Exercise requirements: Records appear below. Give all of them again, exactly.

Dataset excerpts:
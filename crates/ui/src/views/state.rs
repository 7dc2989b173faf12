use dioxus::prelude::*;
use services::ApiError;

#[derive(Clone, Copy, Debug, PartialEq, Eq)]
pub enum ViewError {
    Unknown,
    Network,
    NotFound,
    SessionExpired,
}

impl ViewError {
    #[must_use]
    pub fn from_api(err: &ApiError) -> Self {
        match err {
            ApiError::Transport(_) => Self::Network,
            ApiError::Unauthorized { .. } | ApiError::NotAuthenticated => Self::SessionExpired,
            ApiError::Status { status: 404, .. } => Self::NotFound,
            _ => Self::Unknown,
        }
    }

    #[must_use]
    pub fn message(self) -> &'static str {
        match self {
            Self::Unknown => "Something went wrong. Please try again.",
            Self::Network => "Network error. Check your connection and try again.",
            Self::NotFound => "This page does not exist.",
            Self::SessionExpired => "Your session has expired. Please sign in again.",
        }
    }
}

#[derive(Clone, Debug, PartialEq)]
pub enum ViewState<T> {
    Idle,
    Loading,
    Ready(T),
    Error(ViewError),
}

impl<T> ViewState<T> {
    /// Transform the ready value, keeping every other state.
    pub fn map<U>(self, f: impl FnOnce(T) -> U) -> ViewState<U> {
        match self {
            Self::Idle => ViewState::Idle,
            Self::Loading => ViewState::Loading,
            Self::Ready(value) => ViewState::Ready(f(value)),
            Self::Error(err) => ViewState::Error(err),
        }
    }
}

#[must_use]
pub fn view_state_from_resource<T: Clone>(
    resource: &Resource<Result<T, ViewError>>,
) -> ViewState<T> {
    match resource.state().cloned() {
        UseResourceState::Pending => ViewState::Loading,
        UseResourceState::Ready => match resource.value().read().as_ref() {
            Some(Ok(data)) => ViewState::Ready(data.clone()),
            Some(Err(err)) => ViewState::Error(*err),
            None => ViewState::Error(ViewError::Unknown),
        },
        UseResourceState::Paused | UseResourceState::Stopped => ViewState::Idle,
    }
}
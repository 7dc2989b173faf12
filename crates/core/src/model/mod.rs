mod course;
mod credentials;
mod ids;
mod payment;
mod progress;
mod session;
mod timestamp;
mod user;

pub use ids::{ExerciseId, LessonId, ModuleId, ParseIdError, UserId};

pub use course::{Certificate, Exercise, Module, ModuleContent, PlatformStats};
pub use credentials::{
    LoginDraft, LoginRequest, MIN_PASSWORD_LEN, ProfileUpdate, RegistrationDraft,
    RegistrationRequest, ValidationError,
};
pub use payment::{
    ActivationReceipt, CheckoutRequest, CheckoutSession, PaymentStep, PaymentStepError,
    PaymentVerification, PremiumActivation,
};
pub use progress::{
    Dashboard, DashboardStats, MAX_PERCENTAGE, ModuleProgress, ProgressError, ProgressStatus,
    ProgressUpdate,
};
pub use session::{AuthToken, Session, SessionSnapshot};
pub use timestamp::parse_backend_time;
pub use user::UserRecord;
use dioxus::prelude::*;
use dioxus_router::Router;

use crate::routes::Route;

#[component]
pub fn App() -> Element {
    rsx! {
        document::Stylesheet { href: asset!("/assets/style.css") }
        document::Title { "ConfianceBoost" }

        div { class: "app-root",
            ErrorBoundary {
                handle_error: |errors: ErrorContext| rsx! {
                    div { class: "fatal",
                        h1 { "Something went wrong" }
                        pre { "{errors:?}" }
                    }
                },
                Router::<Route> {}
            }
        }
    }
}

Response to the task:
filename crates/ui/src/views/state.rs
repository 7dc2989b173faf12
use dioxus::prelude::*;
use services::ApiError;

#[derive(Clone, Copy, Debug, PartialEq, Eq)]
pub enum ViewError {
    Unknown,
    Network,
    NotFound,
    SessionExpired,
}

impl ViewError {
    #[must_use]
    pub fn from_api(err: &ApiError) -> Self {
        match err {
            ApiError::Transport(_) => Self::Network,
            ApiError::Unauthorized { .. } | ApiError::NotAuthenticated => Self::SessionExpired,
            ApiError::Status { status: 404, .. } => Self::NotFound,
            _ => Self::Unknown,
        }
    }

    #[must_use]
    pub fn message(self) -> &'static str {
        match self {
            Self::Unknown => "Something went wrong. Please try again.",
            Self::Network => "Network error. Check your connection and try again.",
            Self::NotFound => "This page does not exist.",
            Self::SessionExpired => "Your session has expired. Please sign in again.",
        }
    }
}

#[derive(Clone, Debug, PartialEq)]
pub enum ViewState<T> {
    Idle,
    Loading,
    Ready(T),
    Error(ViewError),
}

impl<T> ViewState<T> {
    /// Transform the ready value, keeping every other state.
    pub fn map<U>(self, f: impl FnOnce(T) -> U) -> ViewState<U> {
        match self {
            Self::Idle => ViewState::Idle,
            Self::Loading => ViewState::Loading,
            Self::Ready(value) => ViewState::Ready(f(value)),
            Self::Error(err) => ViewState::Error(err),
        }
    }
}

#[must_use]
pub fn view_state_from_resource<T: Clone>(
    resource: &Resource<Result<T, ViewError>>,
) -> ViewState<T> {
    match resource.state().cloned() {
        UseResourceState::Pending => ViewState::Loading,
        UseResourceState::Ready => match resource.value().read().as_ref() {
            Some(Ok(data)) => ViewState::Ready(data.clone()),
            Some(Err(err)) => ViewState::Error(*err),
            None => ViewState::Error(ViewError::Unknown),
        },
        UseResourceState::Paused | UseResourceState::Stopped => ViewState::Idle,
    }
}
repository 7dc2989b173faf12
filename crates/core/src/model/mod.rs
mod course;
mod credentials;
mod ids;
mod payment;
mod progress;
mod session;
mod timestamp;
mod user;

pub use ids::{ExerciseId, LessonId, ModuleId, ParseIdError, UserId};

pub use course::{Certificate, Exercise, Module, ModuleContent, PlatformStats};
pub use credentials::{
    LoginDraft, LoginRequest, MIN_PASSWORD_LEN, ProfileUpdate, RegistrationDraft,
    RegistrationRequest, ValidationError,
};
pub use payment::{
    ActivationReceipt, CheckoutRequest, CheckoutSession, PaymentStep, PaymentStepError,
    PaymentVerification, PremiumActivation,
};
pub use progress::{
    Dashboard, DashboardStats, MAX_PERCENTAGE, ModuleProgress, ProgressError, ProgressStatus,
    ProgressUpdate,
};
pub use session::{AuthToken, Session, SessionSnapshot};
pub use timestamp::parse_backend_time;
pub use user::UserRecord;
use dioxus::prelude::*;
use dioxus_router::Router;

use crate::routes::Route;

#[component]
pub fn App() -> Element {
    rsx! {
        document::Stylesheet { href: asset!("/assets/style.css") }
        document::Title { "ConfianceBoost" }

        div { class: "app-root",
            ErrorBoundary {
                handle_error: |errors: ErrorContext| rsx! {
                    div { class: "fatal",
                        h1 { "Something went wrong" }
                        pre { "{errors:?}" }
                    }
                },
                Router::<Route> {}
            }
        }
    }
}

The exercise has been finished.